"""

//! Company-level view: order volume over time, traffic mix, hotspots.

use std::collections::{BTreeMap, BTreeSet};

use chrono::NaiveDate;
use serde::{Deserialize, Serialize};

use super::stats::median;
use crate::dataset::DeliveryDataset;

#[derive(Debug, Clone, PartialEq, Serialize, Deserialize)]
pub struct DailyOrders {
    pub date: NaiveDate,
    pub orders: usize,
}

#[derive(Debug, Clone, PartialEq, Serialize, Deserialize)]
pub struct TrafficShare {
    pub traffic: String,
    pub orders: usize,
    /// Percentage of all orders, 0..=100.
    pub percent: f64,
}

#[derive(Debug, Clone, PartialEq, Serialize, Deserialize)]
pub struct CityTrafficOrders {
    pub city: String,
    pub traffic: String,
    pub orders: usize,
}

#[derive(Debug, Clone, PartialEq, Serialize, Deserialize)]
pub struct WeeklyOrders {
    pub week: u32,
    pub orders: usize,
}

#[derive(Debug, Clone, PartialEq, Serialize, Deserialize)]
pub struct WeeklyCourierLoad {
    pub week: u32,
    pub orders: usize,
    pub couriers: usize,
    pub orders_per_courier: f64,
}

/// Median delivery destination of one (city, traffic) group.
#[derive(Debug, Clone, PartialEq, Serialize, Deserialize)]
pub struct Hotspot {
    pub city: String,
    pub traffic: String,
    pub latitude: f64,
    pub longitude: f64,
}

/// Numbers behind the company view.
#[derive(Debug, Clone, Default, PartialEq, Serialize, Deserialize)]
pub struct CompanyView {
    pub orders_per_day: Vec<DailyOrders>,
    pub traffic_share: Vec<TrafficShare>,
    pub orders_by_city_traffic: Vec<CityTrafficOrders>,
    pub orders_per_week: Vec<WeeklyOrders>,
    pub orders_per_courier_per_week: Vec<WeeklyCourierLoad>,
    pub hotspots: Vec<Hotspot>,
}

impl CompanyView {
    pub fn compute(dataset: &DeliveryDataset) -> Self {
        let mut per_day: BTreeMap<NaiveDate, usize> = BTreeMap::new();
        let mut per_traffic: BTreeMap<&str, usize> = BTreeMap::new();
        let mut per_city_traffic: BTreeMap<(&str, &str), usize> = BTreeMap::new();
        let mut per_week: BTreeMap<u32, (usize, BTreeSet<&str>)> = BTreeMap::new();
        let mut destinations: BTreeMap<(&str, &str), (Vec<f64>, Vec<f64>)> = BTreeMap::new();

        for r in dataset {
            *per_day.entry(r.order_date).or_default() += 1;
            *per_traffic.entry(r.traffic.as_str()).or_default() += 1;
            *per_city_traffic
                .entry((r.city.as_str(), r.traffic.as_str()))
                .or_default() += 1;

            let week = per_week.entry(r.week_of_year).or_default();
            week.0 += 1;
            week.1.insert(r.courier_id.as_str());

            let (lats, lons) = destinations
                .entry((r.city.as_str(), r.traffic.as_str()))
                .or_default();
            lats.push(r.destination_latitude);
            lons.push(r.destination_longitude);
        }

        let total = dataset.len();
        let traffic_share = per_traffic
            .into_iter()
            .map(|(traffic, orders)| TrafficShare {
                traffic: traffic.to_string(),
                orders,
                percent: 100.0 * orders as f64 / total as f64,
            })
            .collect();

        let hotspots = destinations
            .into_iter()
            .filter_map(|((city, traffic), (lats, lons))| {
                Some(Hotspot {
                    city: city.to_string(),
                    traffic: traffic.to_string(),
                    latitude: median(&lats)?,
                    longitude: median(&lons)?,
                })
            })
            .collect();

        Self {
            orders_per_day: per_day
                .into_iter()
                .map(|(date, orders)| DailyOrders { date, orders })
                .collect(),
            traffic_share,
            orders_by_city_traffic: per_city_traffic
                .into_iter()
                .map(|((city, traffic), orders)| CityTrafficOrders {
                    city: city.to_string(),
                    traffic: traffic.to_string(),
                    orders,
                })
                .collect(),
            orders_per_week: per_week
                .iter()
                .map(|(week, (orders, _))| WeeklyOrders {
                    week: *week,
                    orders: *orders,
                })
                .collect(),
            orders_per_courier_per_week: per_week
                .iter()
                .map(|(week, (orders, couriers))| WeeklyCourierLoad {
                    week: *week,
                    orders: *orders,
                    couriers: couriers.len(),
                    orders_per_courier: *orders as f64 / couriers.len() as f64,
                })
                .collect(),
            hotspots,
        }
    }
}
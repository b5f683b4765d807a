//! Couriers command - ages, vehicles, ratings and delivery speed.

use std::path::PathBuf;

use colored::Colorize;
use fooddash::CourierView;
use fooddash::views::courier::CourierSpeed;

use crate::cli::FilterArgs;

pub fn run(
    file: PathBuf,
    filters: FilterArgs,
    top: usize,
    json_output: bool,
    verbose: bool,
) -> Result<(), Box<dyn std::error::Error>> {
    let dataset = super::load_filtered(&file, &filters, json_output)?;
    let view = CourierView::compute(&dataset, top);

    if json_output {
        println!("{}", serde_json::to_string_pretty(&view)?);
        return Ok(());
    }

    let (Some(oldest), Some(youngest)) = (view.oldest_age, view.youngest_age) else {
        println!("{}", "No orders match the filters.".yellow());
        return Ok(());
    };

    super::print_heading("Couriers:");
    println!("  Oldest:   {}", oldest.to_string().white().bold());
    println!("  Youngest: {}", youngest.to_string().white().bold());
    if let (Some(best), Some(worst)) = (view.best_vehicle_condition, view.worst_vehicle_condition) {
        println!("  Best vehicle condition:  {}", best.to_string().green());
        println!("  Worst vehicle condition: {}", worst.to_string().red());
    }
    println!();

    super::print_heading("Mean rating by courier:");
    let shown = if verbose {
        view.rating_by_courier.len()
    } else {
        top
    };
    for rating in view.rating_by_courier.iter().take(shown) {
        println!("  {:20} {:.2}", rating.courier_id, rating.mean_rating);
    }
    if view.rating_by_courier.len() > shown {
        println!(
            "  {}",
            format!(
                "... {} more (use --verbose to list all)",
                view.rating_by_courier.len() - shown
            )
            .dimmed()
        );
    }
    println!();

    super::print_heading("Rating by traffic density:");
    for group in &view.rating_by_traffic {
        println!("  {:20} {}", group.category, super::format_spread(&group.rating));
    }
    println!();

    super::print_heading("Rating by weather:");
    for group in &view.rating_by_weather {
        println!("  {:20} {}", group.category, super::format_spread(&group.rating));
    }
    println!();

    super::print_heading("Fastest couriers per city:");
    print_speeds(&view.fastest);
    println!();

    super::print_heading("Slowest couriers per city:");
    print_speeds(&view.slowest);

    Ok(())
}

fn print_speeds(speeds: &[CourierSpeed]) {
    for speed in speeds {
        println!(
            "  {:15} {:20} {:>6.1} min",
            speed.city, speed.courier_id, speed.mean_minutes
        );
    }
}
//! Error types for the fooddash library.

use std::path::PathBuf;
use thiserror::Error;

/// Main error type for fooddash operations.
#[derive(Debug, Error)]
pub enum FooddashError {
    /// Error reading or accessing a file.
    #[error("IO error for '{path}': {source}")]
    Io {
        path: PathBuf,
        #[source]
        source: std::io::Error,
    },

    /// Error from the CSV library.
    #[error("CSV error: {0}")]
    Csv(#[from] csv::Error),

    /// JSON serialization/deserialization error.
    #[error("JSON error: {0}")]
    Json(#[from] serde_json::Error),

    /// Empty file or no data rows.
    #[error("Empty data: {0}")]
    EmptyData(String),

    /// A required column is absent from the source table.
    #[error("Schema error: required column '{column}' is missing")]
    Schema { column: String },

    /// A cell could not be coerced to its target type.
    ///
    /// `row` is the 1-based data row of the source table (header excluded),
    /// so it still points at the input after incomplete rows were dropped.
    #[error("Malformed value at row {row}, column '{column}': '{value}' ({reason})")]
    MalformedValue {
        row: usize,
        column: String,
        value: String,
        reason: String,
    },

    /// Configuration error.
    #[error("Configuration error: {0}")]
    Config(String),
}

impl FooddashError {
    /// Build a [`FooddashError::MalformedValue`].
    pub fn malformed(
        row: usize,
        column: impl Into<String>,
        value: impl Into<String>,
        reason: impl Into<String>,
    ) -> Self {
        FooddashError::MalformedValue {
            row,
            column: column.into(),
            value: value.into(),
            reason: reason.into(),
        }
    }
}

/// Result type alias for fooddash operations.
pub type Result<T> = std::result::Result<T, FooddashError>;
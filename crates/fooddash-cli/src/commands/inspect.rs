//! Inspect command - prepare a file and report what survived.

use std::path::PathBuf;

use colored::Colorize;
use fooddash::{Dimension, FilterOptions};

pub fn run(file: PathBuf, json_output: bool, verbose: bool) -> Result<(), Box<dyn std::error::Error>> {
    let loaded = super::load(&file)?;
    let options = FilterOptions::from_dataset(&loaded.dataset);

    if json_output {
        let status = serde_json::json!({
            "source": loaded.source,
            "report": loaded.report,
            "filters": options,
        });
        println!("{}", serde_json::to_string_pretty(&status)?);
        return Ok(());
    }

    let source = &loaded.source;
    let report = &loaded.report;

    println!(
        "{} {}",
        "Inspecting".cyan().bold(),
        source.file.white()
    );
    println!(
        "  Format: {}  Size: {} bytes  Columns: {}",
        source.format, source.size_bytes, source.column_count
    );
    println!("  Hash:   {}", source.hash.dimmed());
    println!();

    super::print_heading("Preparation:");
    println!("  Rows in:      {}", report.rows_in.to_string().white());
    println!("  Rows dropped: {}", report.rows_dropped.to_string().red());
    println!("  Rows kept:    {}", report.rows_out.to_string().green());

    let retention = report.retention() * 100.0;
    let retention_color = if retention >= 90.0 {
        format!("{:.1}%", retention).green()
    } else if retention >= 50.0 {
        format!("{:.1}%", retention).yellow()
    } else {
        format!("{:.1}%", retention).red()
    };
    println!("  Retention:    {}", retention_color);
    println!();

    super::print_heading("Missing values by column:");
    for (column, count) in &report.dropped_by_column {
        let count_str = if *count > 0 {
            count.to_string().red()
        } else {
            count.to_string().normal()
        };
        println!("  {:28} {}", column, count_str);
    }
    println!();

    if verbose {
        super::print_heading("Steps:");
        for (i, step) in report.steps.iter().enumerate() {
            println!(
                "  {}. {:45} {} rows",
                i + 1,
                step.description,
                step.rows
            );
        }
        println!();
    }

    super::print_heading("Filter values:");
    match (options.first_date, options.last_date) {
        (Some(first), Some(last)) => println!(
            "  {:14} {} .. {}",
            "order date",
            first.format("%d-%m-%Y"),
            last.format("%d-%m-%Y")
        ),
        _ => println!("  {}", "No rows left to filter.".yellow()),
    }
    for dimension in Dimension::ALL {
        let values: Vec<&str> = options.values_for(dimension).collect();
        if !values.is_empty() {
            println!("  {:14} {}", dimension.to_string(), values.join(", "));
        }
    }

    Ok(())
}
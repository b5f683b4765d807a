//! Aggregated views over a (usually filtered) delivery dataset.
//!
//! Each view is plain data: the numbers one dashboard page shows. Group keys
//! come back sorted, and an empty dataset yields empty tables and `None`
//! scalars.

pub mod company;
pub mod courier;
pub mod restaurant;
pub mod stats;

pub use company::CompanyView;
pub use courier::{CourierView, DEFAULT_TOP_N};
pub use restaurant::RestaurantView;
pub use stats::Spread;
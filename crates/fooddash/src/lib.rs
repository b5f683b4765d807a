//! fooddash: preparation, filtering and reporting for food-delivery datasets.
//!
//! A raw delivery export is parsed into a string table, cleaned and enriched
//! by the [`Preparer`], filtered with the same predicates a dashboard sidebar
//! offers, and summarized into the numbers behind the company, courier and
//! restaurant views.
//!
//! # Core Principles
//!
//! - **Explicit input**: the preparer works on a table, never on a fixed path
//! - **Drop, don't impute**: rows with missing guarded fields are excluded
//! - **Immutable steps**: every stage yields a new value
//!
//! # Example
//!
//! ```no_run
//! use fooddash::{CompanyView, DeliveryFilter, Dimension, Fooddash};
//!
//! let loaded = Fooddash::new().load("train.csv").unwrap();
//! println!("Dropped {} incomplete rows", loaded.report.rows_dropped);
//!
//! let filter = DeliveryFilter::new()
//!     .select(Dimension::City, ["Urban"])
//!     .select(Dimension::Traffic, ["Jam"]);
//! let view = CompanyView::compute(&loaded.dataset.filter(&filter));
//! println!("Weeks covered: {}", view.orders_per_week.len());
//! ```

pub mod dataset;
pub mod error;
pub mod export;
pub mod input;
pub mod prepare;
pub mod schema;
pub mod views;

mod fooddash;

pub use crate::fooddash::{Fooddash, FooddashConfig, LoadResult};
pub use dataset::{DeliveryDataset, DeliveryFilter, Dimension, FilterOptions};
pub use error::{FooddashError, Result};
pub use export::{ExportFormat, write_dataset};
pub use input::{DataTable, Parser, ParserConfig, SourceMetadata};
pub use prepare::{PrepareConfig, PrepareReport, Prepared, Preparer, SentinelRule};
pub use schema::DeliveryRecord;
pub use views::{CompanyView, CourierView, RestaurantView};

"""

Problem requirements: Wherever a line above contains the string "Self", copy that line.

Written reply:
    pub fn compute(dataset: &DeliveryDataset) -> Self {
        Self {
    ) -> Self {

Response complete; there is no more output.